When Marie Chantal Uwitonze talks about being part of a diaspora she knows what she’s talking about.

The founder of the African Diaspora Network Europe (ADNE) was born and raised in Rwanda before travelling to study abroad. She studied international law and diplomacy at the National School of Administration in Algiers where she also worked for the UN Development Program and the GIZ. She arrived in Belgium in 2010 to pursue her postgraduate studies in international relations at the Catholic University of Louvain, in Belgium.

Her book “European Union, peace-keeping actor in Africa”, published in 2014, catapulted her to the European Parliament as Adviser on International Development to Belgian MEP Louis Michel. She specialised on Development Cooperation and European Union-African Caribbean and Pacific (EU-ACP) partnership. There, she came to understand not only what being part of a diaspora means but also the need for an organised and vocal diaspora.

For over a decade, including her years as parliamentarian adviser but also while working at other international institutions such as the UN Population Fund, she came to realise a painful reality:

What I discovered every time, migration or development cooperation were discussed was that there was always someone who had never been on the migrant route telling you what is the problem, someone who had never been to Africa telling you how Africa could do more”, she said in an interview in a summer afternoon in Brussels.

High-level discussions were a sort of “one-way dialogue” while the voices of those directly affected by their outcomes were completely absent. The role of diaspora organisations was to bring those voices to the table.

Uwitonze decided to get in touch with the existent diaspora organisations in EU countries and organise their participation to several specialised conferences and events at the European level.

She decided to formalise her efforts and the links she was developing by funding the African Diaspora Network Europe (ADNE) in 2015.

“There was a series of development debates at the European Union level during  2015, the European Year for Development and also the year of the adoption of the 2030 Agenda”, Uwitonze recalls, “then I really saw the opportunity to mobilise the diaspora so I started an ad-hoc movement”, said the holder of a double citizenship, Rwandan and Belgian.

ADNE has participated in several events, including the largest conference on development, the European Development Days (EDDs), including one hosted by Caritas this year. ADNE also initiated the annual Global Diaspora Week at the European Level.

Positive views on migration

ADNE participates regularly in encounters with European institutions and is an observer member of the European Commission (EC)’s Policy Forum on Development. It is the only diaspora organisation that presented a declaration at the Valetta Summit on Migration in 2015. The first request to the EU and its Member States in this declaration reads: “Recognise migration as a positive phenomenon for economic development of both countries of origin and hosting countries.”

Migrants bring new expertise and energy to Europe, and are clearly present in the economy but after the crisis of 2015 the word “migrant” got a negative connotation, explains Uwitonze, which worsens ongoing issues of discrimination in the labour market. The need to counterbalance this trend mobilised diaspora groups all over Europe, she said.

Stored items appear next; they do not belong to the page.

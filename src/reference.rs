//! Random-access reference sequence lookup.

use std::collections::HashMap;
use std::io::{BufRead, Read};
use std::path::Path;

use crate::error::Error;
use crate::fasta;

/// Supplies forward-strand reference bases for `[start, end)` (0-based) on a reference.
///
/// Implementations must be safe for concurrent reads when shared across threads.
pub trait SequenceSource {
    fn fetch(&self, reference: &str, start: i64, end: i64) -> Result<Vec<u8>, Error>;
}

/// Whole reference sequences held in memory, keyed by name.
#[derive(Debug, Default, Clone)]
pub struct ReferenceSequences {
    sequences: HashMap<String, Vec<u8>>,
}

impl ReferenceSequences {
    #[must_use]
    pub fn new() -> Self {
        Self::default()
    }

    /// Build from uncompressed FASTA text.
    pub fn from_reader<R: BufRead>(reader: R) -> Result<Self, Error> {
        Self::from_records(fasta::parse_fasta(reader)?)
    }

    /// Build from a gzip-compressed FASTA stream.
    pub fn from_gz<R: Read>(reader: R) -> Result<Self, Error> {
        Self::from_records(fasta::parse_fasta_gz(reader)?)
    }

    /// Build from a `.fa` or `.fa.gz` file.
    pub fn from_path(path: &Path) -> Result<Self, Error> {
        Self::from_records(fasta::parse_fasta_path(path)?)
    }

    fn from_records(records: Vec<(String, Vec<u8>)>) -> Result<Self, Error> {
        let mut sequences = HashMap::with_capacity(records.len());
        for (name, seq) in records {
            if sequences.contains_key(&name) {
                return Err(Error::Validation(format!(
                    "duplicate reference name in FASTA: {name}"
                )));
            }
            sequences.insert(name, seq);
        }
        Ok(Self { sequences })
    }

    /// Add or replace a reference. Bases are uppercased.
    pub fn insert(&mut self, name: impl Into<String>, mut bases: Vec<u8>) {
        bases.make_ascii_uppercase();
        self.sequences.insert(name.into(), bases);
    }

    #[must_use]
    pub fn get(&self, name: &str) -> Option<&[u8]> {
        self.sequences.get(name).map(Vec::as_slice)
    }

    #[must_use]
    pub fn len(&self) -> usize {
        self.sequences.len()
    }

    #[must_use]
    pub fn is_empty(&self) -> bool {
        self.sequences.is_empty()
    }
}

impl SequenceSource for ReferenceSequences {
    fn fetch(&self, reference: &str, start: i64, end: i64) -> Result<Vec<u8>, Error> {
        let seq = self
            .get(reference)
            .ok_or_else(|| Error::SequenceFetch(format!("unknown reference '{reference}'")))?;
        let len = seq.len() as i64;
        if start < 0 || end < start || end > len {
            return Err(Error::SequenceFetch(format!(
                "{reference}:[{start},{end}) outside sequence of length {len}"
            )));
        }
        Ok(seq[start as usize..end as usize].to_vec())
    }
}

#[cfg(test)]
mod tests {
    use super::*;
    use std::io::Cursor;

    #[test]
    fn fetch_ranges() {
        let refs = ReferenceSequences::from_reader(Cursor::new(">chr1\nACGTACGTAC\n>chr2\nggg\n")).unwrap();
        assert_eq!(refs.len(), 2);
        assert_eq!(refs.fetch("chr1", 2, 6).unwrap(), b"GTAC");
        assert_eq!(refs.fetch("chr2", 0, 3).unwrap(), b"GGG");
        assert!(refs.fetch("chr1", 5, 5).unwrap().is_empty());
    }

    #[test]
    fn fetch_errors() {
        let mut refs = ReferenceSequences::new();
        refs.insert("chr1", b"acgt".to_vec());
        assert_eq!(refs.get("chr1"), Some(&b"ACGT"[..]));
        assert!(matches!(refs.fetch("chr9", 0, 1), Err(Error::SequenceFetch(_))));
        assert!(matches!(refs.fetch("chr1", 2, 5), Err(Error::SequenceFetch(_))));
        assert!(matches!(refs.fetch("chr1", -1, 2), Err(Error::SequenceFetch(_))));
    }

    #[test]
    fn duplicate_names_rejected() {
        let err = ReferenceSequences::from_reader(Cursor::new(">chr1\nA\n>chr1\nC\n")).unwrap_err();
        assert!(err.to_string().contains("duplicate"));
    }
}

Some people do not understand that being an expat from Africa is not different from being a European expat of the same profile, or American, or Russian”, Uwitonze said. “But still many people of migrant background have difficulties integrating into the labour market even when they are highly skilled because they are not considered as equal due to discrimination.”

Diaspora organisations understand different backgrounds and profiles of migrants, and how to best integrate them into their receiving communities and can thus facilitate the understanding of migration issues, she added.

Diaspora members can also enhance trade opportunities and investment between Europe and their countries of origin because they have a good understanding of both realities.

“They are very important in the development dialogue due to the experience they have in their home countries, they understand very well the local context, they understand economic trends and investment opportunities so they can be the middle man between Europeans and Africans”, affirmed the former researcher.

Steps forward

In the last few years, some progress has been made regarding representation of migrant voices at the European level and the outgoing EC took the first step forward, according to Uwitonze.

“The Commission tried to at least start a dialogue with diaspora, instruments are still limited and ineffective but at least there was the willingness to do something”, she said. “It will be up to the new Commission to continue and improve that effort”.

One further step forward would be to support diaspora organisations, which often operate based on volunteer work and symbolic financial contributions from its members.

I think Europe could improve the access to financing for diaspora organisations, to help organise and professionalise their advocacy work”, Uwitonze said.

This would strengthen ADNE’s work advocating for a better understanding of migrant issues in the EU. In the end, this should result in policies for reception and integration of migrants based on respect of human rights and away from trends such as the criminalisation of solidarity, which diaspora organisations see with increasing concern, she concluded.